30 Kinder bei Schulbusunfall in Niederbayern verletzt: Ursache: Starker Seitenwind und zu hohe Geschwindigkeit
zuletzt aktualisiert: 21.01.2000Deggendorf (AP). Bei einem Schulbusunfall im niederbayerischen Landkreis Deggendorf sind 30 Kinder zum Teil schwer verletzt worden. Nach Polizeiangaben geriet der Doppeldeckerbus am Freitagmorgen bei starkem Seitenwind von der schneeglatten Fahrbahn ab und stürzte auf einem Acker um. Offenbar war der Bus auch zu schnell.
Die Feuerwehr musste drei eingeklemmte Kinder befreien. Davon wurden zwei Schüler im Alter von neun und zwölf Jahren mit Rettungshubschraubern in Krankenhäuser nach Straubing und Regensburg gebracht. Sie waren am Mittag auf dem Weg der Besserung. Das dritte eingeklemmte Kind und zehn weitere wurden mit Prellungen, Schnittwunden und Schockzuständen in Krankenhäuser gebracht.

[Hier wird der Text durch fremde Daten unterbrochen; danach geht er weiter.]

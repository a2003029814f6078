//! 32-bit unsigned arithmetic with x86-style status flags.

use crate::error::{ExecutionError, Result};
use crate::isa::Flag;

/// Flag updates produced by one operation. `None` leaves a flag untouched.
#[derive(Clone, Copy, Debug, Default, PartialEq, Eq)]
pub struct Flags {
    pub zero: Option<bool>,
    pub carry: Option<bool>,
    pub overflow: Option<bool>,
    pub sign: Option<bool>,
    pub parity: Option<bool>,
}

impl Flags {
    /// `ZF`, `SF` and `PF` derived from a result.
    fn of_result(result: u32) -> Self {
        Self {
            zero: Some(result == 0),
            sign: Some(result >> 31 == 1),
            parity: Some((result as u8).count_ones() % 2 == 0),
            ..Default::default()
        }
    }

    fn with_carry_overflow(mut self, carry: bool, overflow: bool) -> Self {
        self.carry = Some(carry);
        self.overflow = Some(overflow);
        self
    }

    pub fn get(&self, flag: Flag) -> Option<bool> {
        match flag {
            Flag::Zero => self.zero,
            Flag::Carry => self.carry,
            Flag::Overflow => self.overflow,
            Flag::Sign => self.sign,
            Flag::Parity => self.parity,
        }
    }

    /// The flags this update writes, with their new values.
    pub fn iter(&self) -> impl Iterator<Item = (Flag, bool)> + '_ {
        Flag::ALL
            .into_iter()
            .filter_map(|flag| self.get(flag).map(|value| (flag, value)))
    }
}

#[derive(Clone, Copy, Debug, PartialEq, Eq)]
pub struct AluOutput {
    pub result: u32,
    pub flags: Flags,
}

pub fn add(x: u32, y: u32) -> AluOutput {
    let sum = u64::from(x) + u64::from(y);
    let result = sum as u32;
    let overflow = ((x ^ result) & (y ^ result)) >> 31 == 1;
    AluOutput {
        result,
        flags: Flags::of_result(result).with_carry_overflow(sum > u64::from(u32::MAX), overflow),
    }
}

pub fn sub(x: u32, y: u32) -> AluOutput {
    let result = x.wrapping_sub(y);
    let overflow = ((x ^ y) & (x ^ result)) >> 31 == 1;
    AluOutput {
        result,
        flags: Flags::of_result(result).with_carry_overflow(x < y, overflow),
    }
}

pub fn mul(x: u32, y: u32) -> AluOutput {
    let product = u64::from(x) * u64::from(y);
    let result = product as u32;
    let wide = product > u64::from(u32::MAX);
    AluOutput {
        result,
        flags: Flags::of_result(result).with_carry_overflow(wide, wide),
    }
}

pub fn div(x: u32, y: u32) -> Result<AluOutput> {
    let result = x.checked_div(y).ok_or(ExecutionError::DivisionByZero)?;
    Ok(AluOutput {
        result,
        flags: Flags::of_result(result).with_carry_overflow(false, false),
    })
}

pub fn rem(x: u32, y: u32) -> Result<AluOutput> {
    let result = x.checked_rem(y).ok_or(ExecutionError::DivisionByZero)?;
    Ok(AluOutput {
        result,
        flags: Flags::of_result(result).with_carry_overflow(false, false),
    })
}

/// `TEST`: only `ZF` and `SF`.
pub fn test(value: u32) -> Flags {
    Flags {
        zero: Some(value == 0),
        sign: Some(value >> 31 == 1),
        ..Default::default()
    }
}

#[cfg(test)]
mod tests {
    use super::*;

    #[test]
    fn add_wraps_with_carry() {
        let out = add(0xFFFF_FFFF, 1);
        assert_eq!(out.result, 0);
        assert_eq!(out.flags.zero, Some(true));
        assert_eq!(out.flags.carry, Some(true));
        assert_eq!(out.flags.overflow, Some(false));
        assert_eq!(out.flags.sign, Some(false));
        assert_eq!(out.flags.parity, Some(true));
    }

    #[test]
    fn add_signed_overflow() {
        let out = add(0x7FFF_FFFF, 1);
        assert_eq!(out.result, 0x8000_0000);
        assert_eq!(out.flags.overflow, Some(true));
        assert_eq!(out.flags.carry, Some(false));
        assert_eq!(out.flags.sign, Some(true));

        let out = add(5, 10);
        assert_eq!(out.result, 15);
        assert_eq!(out.flags.zero, Some(false));
        // 0b1111 has four set bits
        assert_eq!(out.flags.parity, Some(true));
    }

    #[test]
    fn sub_borrows() {
        let out = sub(1, 2);
        assert_eq!(out.result, 0xFFFF_FFFF);
        assert_eq!(out.flags.carry, Some(true));
        assert_eq!(out.flags.sign, Some(true));
        assert_eq!(out.flags.overflow, Some(false));

        let out = sub(0x8000_0000, 1);
        assert_eq!(out.result, 0x7FFF_FFFF);
        assert_eq!(out.flags.overflow, Some(true));
        assert_eq!(out.flags.carry, Some(false));

        let out = sub(7, 7);
        assert_eq!(out.flags.zero, Some(true));
        assert_eq!(out.flags.carry, Some(false));
    }

    #[test]
    fn mul_reports_truncation() {
        let out = mul(0x1_0000, 0x1_0000);
        assert_eq!(out.result, 0);
        assert_eq!(out.flags.carry, Some(true));
        assert_eq!(out.flags.overflow, Some(true));
        assert_eq!(out.flags.zero, Some(true));

        let out = mul(6, 7);
        assert_eq!(out.result, 42);
        assert_eq!(out.flags.carry, Some(false));
    }

    #[test]
    fn division() {
        assert_eq!(div(17, 5).unwrap().result, 3);
        assert_eq!(rem(17, 5).unwrap().result, 2);
        assert_eq!(div(1, 0), Err(ExecutionError::DivisionByZero));
        assert_eq!(rem(1, 0), Err(ExecutionError::DivisionByZero));
        let out = rem(10, 5).unwrap();
        assert_eq!(out.flags.zero, Some(true));
        assert_eq!(out.flags.carry, Some(false));
    }

    #[test]
    fn test_touches_zero_and_sign_only() {
        let flags = test(0x8000_0000);
        let written: Vec<_> = flags.iter().collect();
        assert_eq!(written, [(Flag::Zero, false), (Flag::Sign, true)]);
    }
}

17 Kinder wurden leicht verletzt. Wie ein Polizeisprecher berichtete, war der Bus kurz vor 08.00 Uhr auf einer Gemeindestraße von Langenamming in Richtung Osterhofen-Altenmarkt unterwegs. Er war mit rund 60 Schülern der Grund- und Hauptschule Osterhofen besetzt. Am Steuer saß ein 41-jähriger Mann, der unverletzt blieb. Er erlitt einen Schock. Der Bus war den Angaben zufolge mit einer Geschwindigkeit von 55 bis 60 Kilometern unterwegs. "Das war wahrscheinlich zu hoch für die Bedingungen", sagte der Sprecher. Rund zwei Stunden nach dem Unfall seien Windböen bis zu 100 Stundenkilometern gemessen worden. Außerdem sei die Straße mit Schneematsch überzogen gewesen.
Nach dem Unfall wurden die Kinder den Angaben zufolge in einer nahe gelegenen Schule untergebracht und betreut. Inzwischen seien sie bei ihren Eltern. Panik habe es am Unfallort nicht gegeben. "Die Kinder haben sich ganz vernünftig verhalten", sagte ein Sprecher der Polizei Plattling. "Die Älteren haben sich um die Jüngeren gekümmert." Vier Notärzte und zahlreiche Helfer von Rotem Kreuz und Feuerwehr seien vor Ort gewesen.
Wie ein Sprecher der Polizei Straubing betonte, werden die Ermittlungen noch tagelang andauern. Ein Gutachter sei bereits bestellt worden. Der Sachschaden betrage 300.000 Mark.